62. Природа адсорбционного взаимодействия. Поверхностное натяжение и природа вещества.

Величина адсорбции – функция природы адсорбента и адсорбата и зависит от силы взаимодействия между ними. При адсорбции взаимодействуют молекулы, принадлежащие разным фазам, а на границе раздела фаз неизбежно существует асимметрия сил взаимодействия. Кроме того, молекулы адсорбата взаимодействуют не с единичной молекулой адсорбента, а с их совокупностью. Благодаря этому силы взаимодействия в зависимости от их природы могут либо возрастать, либо ослабевать. Адсорбцию делят на физическую и химическую (хемосорбцию). Как правило, физическая адсорбция обусловлена межмолекулярными (ван-дер-ваальсовыми) силами. В простейшем случае взаимодействие неспецифично, т.е. речь идет об универсальных, дисперсионных силах. Молекулы на поверхности не теряют своей индивидуальности.
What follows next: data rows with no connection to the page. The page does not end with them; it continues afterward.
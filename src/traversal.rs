//! Diagnostic listing of the in-memory store
//!
//! Logs the resource files found by glob and every entry seen by a walk from
//! `/`. Nothing downstream reads the report; it is returned so callers and
//! tests can inspect what was logged.

use crate::error::Result;
use crate::filesystem::MemoryFS;
use log::info;
use std::path::PathBuf;

/// Glob pattern for resource manifests. Store globs are matched against
/// absolute paths.
pub const RESOURCE_GLOB: &str = "/resources/*.yaml";

/// Root the walk starts from.
pub const WALK_ROOT: &str = "/";

/// One entry visited by the walk
#[derive(Debug, Clone, PartialEq, Eq)]
pub struct WalkEntry {
    pub path: PathBuf,
    pub is_dir: bool,
}

/// What the traversal saw
#[derive(Debug, Clone, Default, PartialEq, Eq)]
pub struct TraversalReport {
    pub globbed: Vec<PathBuf>,
    pub walked: Vec<WalkEntry>,
}

impl TraversalReport {
    pub fn directories(&self) -> impl Iterator<Item = &WalkEntry> {
        self.walked.iter().filter(|e| e.is_dir)
    }

    pub fn files(&self) -> impl Iterator<Item = &WalkEntry> {
        self.walked.iter().filter(|e| !e.is_dir)
    }
}

/// Glob the resource manifests and walk the store, logging each entry.
pub fn report(fs: &MemoryFS) -> Result<TraversalReport> {
    let globbed = fs.glob(RESOURCE_GLOB)?;
    for path in &globbed {
        info!("glob {}", path.display());
    }

    let mut walked = Vec::new();
    fs.walk(WALK_ROOT, |path, is_dir| {
        if is_dir {
            info!("kfs d {}", path.display());
        } else {
            info!("kfs f {}", path.display());
        }
        walked.push(WalkEntry {
            path: path.to_path_buf(),
            is_dir,
        });
        Ok(())
    })?;

    Ok(TraversalReport { globbed, walked })
}
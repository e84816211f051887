//! Kustomization file schema and loading
//!
//! A directory is a kustomization root when it holds exactly one of the
//! recognized file names. Fields outside the supported set are rejected, so
//! a declared transformation is never silently dropped.

use crate::error::{Error, Result};
use crate::filesystem::MemoryFS;
use serde::Deserialize;
use std::collections::BTreeMap;
use std::path::{Path, PathBuf};

/// File names recognized as a kustomization, in lookup order.
pub const KUSTOMIZATION_FILE_NAMES: [&str; 3] =
    ["kustomization.yaml", "kustomization.yml", "Kustomization"];

/// The only `kind` accepted when one is declared.
pub const KUSTOMIZATION_KIND: &str = "Kustomization";

/// Root configuration document of an overlay
#[derive(Debug, Clone, Default, PartialEq, Eq, Deserialize)]
#[serde(rename_all = "camelCase", deny_unknown_fields)]
pub struct Kustomization {
    #[serde(default)]
    pub api_version: Option<String>,
    #[serde(default)]
    pub kind: Option<String>,
    /// Namespace set on every namespace-scoped resource.
    #[serde(default)]
    pub namespace: Option<String>,
    /// Prepended to every resource name.
    #[serde(default)]
    pub name_prefix: Option<String>,
    /// Appended to every resource name.
    #[serde(default)]
    pub name_suffix: Option<String>,
    /// Labels added to resources and, where relevant, their selectors.
    #[serde(default)]
    pub common_labels: BTreeMap<String, String>,
    /// Annotations added to resources and their pod templates.
    #[serde(default)]
    pub common_annotations: BTreeMap<String, String>,
    /// Resource files or nested kustomization directories, relative to the
    /// directory holding this file.
    #[serde(default)]
    pub resources: Vec<String>,
}

/// Parse kustomization text read from `path`.
pub fn parse(path: &Path, content: &str) -> Result<Kustomization> {
    if content.trim().is_empty() {
        return Err(Error::Config {
            path: path.display().to_string(),
            message: "kustomization file is empty".to_string(),
        });
    }

    let kustomization: Kustomization =
        serde_yaml::from_str(content).map_err(|e| Error::Config {
            path: path.display().to_string(),
            message: e.to_string(),
        })?;

    if let Some(kind) = &kustomization.kind {
        if kind != KUSTOMIZATION_KIND {
            return Err(Error::Config {
                path: path.display().to_string(),
                message: format!("kind must be {}, found {}", KUSTOMIZATION_KIND, kind),
            });
        }
    }

    Ok(kustomization)
}

/// Locate the kustomization file inside `dir`.
pub fn find(fs: &MemoryFS, dir: &Path) -> Result<PathBuf> {
    let found: Vec<PathBuf> = KUSTOMIZATION_FILE_NAMES
        .iter()
        .map(|name| dir.join(name))
        .filter(|candidate| fs.is_file(candidate))
        .collect();

    match found.as_slice() {
        [single] => Ok(single.clone()),
        [] => Err(Error::Config {
            path: dir.display().to_string(),
            message: format!(
                "unable to find one of {} in directory",
                KUSTOMIZATION_FILE_NAMES
                    .iter()
                    .map(|n| format!("'{}'", n))
                    .collect::<Vec<_>>()
                    .join(", ")
            ),
        }),
        _ => Err(Error::Config {
            path: dir.display().to_string(),
            message: "found multiple kustomization files".to_string(),
        }),
    }
}

/// Find and parse the kustomization in `dir`.
pub fn load(fs: &MemoryFS, dir: &Path) -> Result<(PathBuf, Kustomization)> {
    let path = find(fs, dir)?;
    let content = fs.read_file(&path)?.as_str().map_err(|e| Error::Config {
        path: path.display().to_string(),
        message: format!("kustomization is not valid UTF-8: {}", e),
    })?;
    let kustomization = parse(&path, content)?;
    Ok((path, kustomization))
}
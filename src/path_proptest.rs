//! Property-based tests for path manipulation functions.
//!
//! These tests use proptest to generate random inputs and verify that
//! invariants hold for all possible inputs.

#[cfg(test)]
mod proptest_tests {
    use crate::path::{compile_glob, glob_match, is_within, normalize, resolve};
    use proptest::prelude::*;
    use std::path::Path;

    // ============================================================================
    // normalize property tests
    // ============================================================================

    proptest! {
        /// Property: normalized paths are absolute and contain no dot segments
        #[test]
        fn normalize_is_absolute_and_clean(input in "[a-z./]{1,30}") {
            if let Ok(result) = normalize(&input) {
                prop_assert!(result.is_absolute());
                let s = result.to_str().unwrap();
                prop_assert!(!s.split('/').any(|seg| seg == "." || seg == ".."));
            }
        }

        /// Property: normalize is idempotent
        #[test]
        fn normalize_is_idempotent(input in "[a-z./]{1,30}") {
            if let Ok(once) = normalize(&input) {
                let twice = normalize(&once).unwrap();
                prop_assert_eq!(once, twice);
            }
        }

        /// Property: relative and `/`-prefixed spellings normalize identically
        #[test]
        fn normalize_anchors_relative_paths(segments in prop::collection::vec("[a-z]{1,8}", 1..5)) {
            let relative = segments.join("/");
            let absolute = format!("/{}", relative);
            prop_assert_eq!(normalize(&relative).unwrap(), normalize(&absolute).unwrap());
        }

        /// Property: resolving a plain relative path stays within the base
        #[test]
        fn resolve_plain_path_stays_within_base(
            base in prop::collection::vec("[a-z]{1,8}", 0..4),
            target in prop::collection::vec("[a-z]{1,8}", 1..4),
        ) {
            let base = format!("/{}", base.join("/"));
            let resolved = resolve(&base, target.join("/")).unwrap();
            prop_assert!(is_within(&resolved, Path::new(&base)));
        }
    }

    // ============================================================================
    // glob_match property tests
    // ============================================================================

    proptest! {
        /// Property: a literal path always matches itself
        #[test]
        fn glob_literal_matches_itself(segments in prop::collection::vec("[a-z]{1,8}", 1..5)) {
            let path = format!("/{}", segments.join("/"));
            let pattern = compile_glob(&path).unwrap();
            prop_assert!(glob_match(&pattern, Path::new(&path)));
        }

        /// Property: `*.yaml` under a directory never matches a deeper file
        #[test]
        fn glob_star_does_not_cross_separator(
            dir in "[a-z]{1,8}",
            sub in "[a-z]{1,8}",
            name in "[a-z]{1,8}",
        ) {
            let pattern = format!("/{}/*.yaml", dir);
            let shallow = format!("/{}/{}.yaml", dir, name);
            let deep = format!("/{}/{}/{}.yaml", dir, sub, name);
            let pattern = compile_glob(&pattern).unwrap();
            prop_assert!(glob_match(&pattern, Path::new(&shallow)));
            prop_assert!(!glob_match(&pattern, Path::new(&deep)));
        }
    }
}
Неспецифический характер взаимодействий, вызывающих физическую адсорбцию, определяет и основные признаки этого явления. Равновесие при физической адсорбции устанавливается быстро и обратимо. Теплота физической адсорбции превышает теплоту конденсации обычно не более чем на ~20 кДж/моль. Химическая адсорбция имеет место, когда молекулы адсорбата вступают в химическое взаимодействие с поверхностью адсорбента с образованием поверхностных химических соединений, но без образования новой объемной фазы. Она гораздо более избирательна и чувствительна к химической природе адсорбата и адсорбента. Теплоты хемосорбции обычно велики (100 200 кДжмоль).Хемосорбция может протекать довольно медленно, со скоростью, определяемой наличием некоторого активационного барьера. Поэтому ее часто называют «активированная адсорбция». При низких температурах скорость хемосорбции обычно мала. Хемосорбция, как правило, необратима. Поверхностное натяжение — термодинамическая характеристика поверхности раздела двух находящихся в равновесии фаз, определяемая работой обратимого изотермокинетического образования единицы площади этой поверхности раздела при условии, что температура, объём системы и химические потенциалы всех компонентов в обеих фазах остаются постоянными. Химическая природа вещества - это принадлежность его к тому или иному классу по принятой классификации.